Ustad Abdul Rashid Khan performed till his last breath. He woke up in the early hours of Thursday, had his morning tea at his residence located inside Kolkata’s 200-year-old ITC Sangeet Research Academy (SRA), and began his riyaaz. The notes, however, were interrupted by bouts of breathlessness. He passed away before his grandson Bilal Khan could get him to the nearest hospital. Khan, the oldest performing musician, who was awarded a Padma Bhushan in 2013 has died at the age of 107, leaving behind a rich repertoire of compositions and bandishs, and a motivation so extraordinary that it is likely to inspire many generations of musicians.
“He was on a wheelchair for many years, and would always be eager to know where we were going next for a performance,” says Bilal. Khan’s body will be flown to Rae Bareli on Friday and then taken 30 km to his hometown Salon, where he will be buried according to his last wishes in the same vicinity as his pir (guide saint).
Born on August 19, 1908, Khan traced his lineage to Behram Khan of the Gwalior gharana and learnt the ropes of gamak, layakari and firat, and other signatures of the gharana. Umakant Gundecha, one half of the prominent Gundecha brothers met Khan for the first time in the early ’90s in Bhopal at a concert and was awed by the sheer strength of his voice. “Most musicians of his age would hardly teach and he was performing with so much gusto. This kind of willpower was rare. I would meet him at festivals later and always listen intently to the variety of compositions he had created,” says Gundecha.

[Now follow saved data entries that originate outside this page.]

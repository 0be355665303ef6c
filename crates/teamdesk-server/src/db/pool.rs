//! Database connection pool management.

use crate::config::DatabaseConfig;
use sqlx::postgres::PgPoolOptions;
use sqlx::PgPool;
use std::time::Duration;

/// Type alias for the PostgreSQL connection pool.
pub type DbPool = PgPool;

/// Create a new database connection pool.
///
/// # Errors
///
/// Returns an error if the connection pool cannot be created.
pub async fn create_pool(config: &DatabaseConfig) -> Result<DbPool, sqlx::Error> {
    let target = config.target();

    let pool = PgPoolOptions::new()
        .max_connections(config.pool_max_connections)
        .acquire_timeout(Duration::from_secs(config.pool_acquire_timeout))
        .connect_with(config.connect_options())
        .await?;

    tracing::info!(
        host = %target.host,
        port = target.port,
        database = %target.database,
        max_connections = config.pool_max_connections,
        "Database connection pool created"
    );

    Ok(pool)
}

/// Check if the database connection is healthy.
pub async fn health_check(pool: &DbPool) -> bool {
    sqlx::query("SELECT 1").execute(pool).await.is_ok()
}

Khan’s was a style that was a reminder of the glorious days when gharanas maintained a separate identity and never came together in terms of styles, when artists created music from the narrow alleys of the classical systems and yet produced original music, and when “fusion”, as a term, was yet to be coined. He performed what he had learned from his father’s elder brother Bade Yusuf Khan and the noted vocalist Chand Khan.
But the musician found much appreciation in the last decade for being able to perform all over the world at festivals alongside artistes half, and even less than half, his age. His last concert was almost a month ago in Hyderabad.
Khan was considered a better teacher than a musician. And if his almost 1,500 compositions archived at SRA and by the BBC, poetry written under his pen name Rasan Piya, and the devotion of his students is anything to go by, then his contribution to the world of Hindustani classical music is unmistakable.